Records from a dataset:
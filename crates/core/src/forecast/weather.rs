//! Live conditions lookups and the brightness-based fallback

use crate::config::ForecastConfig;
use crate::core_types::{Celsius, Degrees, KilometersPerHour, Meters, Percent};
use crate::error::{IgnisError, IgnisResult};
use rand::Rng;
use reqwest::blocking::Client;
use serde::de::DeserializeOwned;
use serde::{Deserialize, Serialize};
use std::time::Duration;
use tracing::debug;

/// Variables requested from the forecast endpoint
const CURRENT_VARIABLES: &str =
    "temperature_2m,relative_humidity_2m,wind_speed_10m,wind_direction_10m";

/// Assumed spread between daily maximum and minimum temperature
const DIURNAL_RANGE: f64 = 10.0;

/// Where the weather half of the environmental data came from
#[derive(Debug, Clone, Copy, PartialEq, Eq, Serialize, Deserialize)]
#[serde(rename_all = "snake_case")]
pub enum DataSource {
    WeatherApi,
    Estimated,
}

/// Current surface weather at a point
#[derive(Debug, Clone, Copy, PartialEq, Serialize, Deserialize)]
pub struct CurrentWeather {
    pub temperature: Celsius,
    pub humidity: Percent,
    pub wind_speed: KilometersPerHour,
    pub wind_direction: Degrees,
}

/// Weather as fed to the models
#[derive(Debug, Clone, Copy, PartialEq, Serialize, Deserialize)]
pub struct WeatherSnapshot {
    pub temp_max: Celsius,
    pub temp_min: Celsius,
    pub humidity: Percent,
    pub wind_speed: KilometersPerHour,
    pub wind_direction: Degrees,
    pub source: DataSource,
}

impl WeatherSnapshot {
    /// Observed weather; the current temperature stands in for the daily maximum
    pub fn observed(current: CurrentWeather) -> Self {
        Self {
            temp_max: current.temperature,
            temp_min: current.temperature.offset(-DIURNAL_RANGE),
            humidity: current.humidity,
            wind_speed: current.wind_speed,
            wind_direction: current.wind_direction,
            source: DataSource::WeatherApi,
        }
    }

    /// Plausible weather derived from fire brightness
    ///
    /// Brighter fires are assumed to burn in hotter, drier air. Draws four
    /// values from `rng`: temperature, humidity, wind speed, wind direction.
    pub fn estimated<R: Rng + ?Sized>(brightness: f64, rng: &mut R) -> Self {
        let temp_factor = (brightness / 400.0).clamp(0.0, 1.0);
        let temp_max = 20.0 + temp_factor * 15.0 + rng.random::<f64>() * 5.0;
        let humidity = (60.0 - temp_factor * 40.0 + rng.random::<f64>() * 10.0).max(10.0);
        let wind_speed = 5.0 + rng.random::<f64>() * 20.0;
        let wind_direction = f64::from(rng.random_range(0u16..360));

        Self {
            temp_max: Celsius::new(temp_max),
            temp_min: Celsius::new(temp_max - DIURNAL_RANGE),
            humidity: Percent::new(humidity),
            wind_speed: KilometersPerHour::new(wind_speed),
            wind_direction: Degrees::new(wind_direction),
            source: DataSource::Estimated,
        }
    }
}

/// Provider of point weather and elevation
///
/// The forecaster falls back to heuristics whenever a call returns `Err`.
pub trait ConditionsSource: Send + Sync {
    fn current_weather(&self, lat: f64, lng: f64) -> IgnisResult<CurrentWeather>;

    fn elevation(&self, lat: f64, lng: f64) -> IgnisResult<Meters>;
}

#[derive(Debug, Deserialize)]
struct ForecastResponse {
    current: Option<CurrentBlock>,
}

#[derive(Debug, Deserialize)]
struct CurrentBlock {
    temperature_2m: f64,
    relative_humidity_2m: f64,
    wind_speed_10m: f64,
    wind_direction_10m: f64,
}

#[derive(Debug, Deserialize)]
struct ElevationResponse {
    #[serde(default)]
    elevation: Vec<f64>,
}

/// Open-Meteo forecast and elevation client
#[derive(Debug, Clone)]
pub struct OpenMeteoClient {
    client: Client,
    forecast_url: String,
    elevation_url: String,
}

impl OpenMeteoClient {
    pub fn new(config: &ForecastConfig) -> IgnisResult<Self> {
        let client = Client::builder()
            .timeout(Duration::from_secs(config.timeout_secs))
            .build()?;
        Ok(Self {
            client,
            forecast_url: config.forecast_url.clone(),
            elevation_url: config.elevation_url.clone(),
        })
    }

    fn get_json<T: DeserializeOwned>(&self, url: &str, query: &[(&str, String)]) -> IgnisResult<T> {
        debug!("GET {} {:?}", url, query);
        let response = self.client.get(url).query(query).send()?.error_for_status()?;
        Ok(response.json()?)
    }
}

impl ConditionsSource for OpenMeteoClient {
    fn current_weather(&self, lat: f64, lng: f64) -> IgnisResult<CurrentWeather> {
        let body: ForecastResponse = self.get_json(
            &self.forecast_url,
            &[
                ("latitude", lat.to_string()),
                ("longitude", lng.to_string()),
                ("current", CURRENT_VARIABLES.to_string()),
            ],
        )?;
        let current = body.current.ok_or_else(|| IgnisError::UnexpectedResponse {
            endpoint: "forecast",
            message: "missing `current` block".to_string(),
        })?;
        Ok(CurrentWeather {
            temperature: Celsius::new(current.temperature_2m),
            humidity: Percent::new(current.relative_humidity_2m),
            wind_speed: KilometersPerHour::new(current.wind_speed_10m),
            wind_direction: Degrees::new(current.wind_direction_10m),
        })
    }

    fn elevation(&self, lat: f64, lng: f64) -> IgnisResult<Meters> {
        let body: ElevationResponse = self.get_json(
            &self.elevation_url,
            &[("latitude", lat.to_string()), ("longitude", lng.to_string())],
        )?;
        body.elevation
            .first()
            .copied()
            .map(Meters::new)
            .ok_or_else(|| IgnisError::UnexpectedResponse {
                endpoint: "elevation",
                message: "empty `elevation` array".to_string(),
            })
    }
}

▸ GOAL OF THE EXERCISE:
When the string "latitude" appears in a line of the records above, that line is to be copied.

▸ WRITTEN SOLUTION:
                ("latitude", lat.to_string()),
            &[("latitude", lat.to_string()), ("longitude", lng.to_string())],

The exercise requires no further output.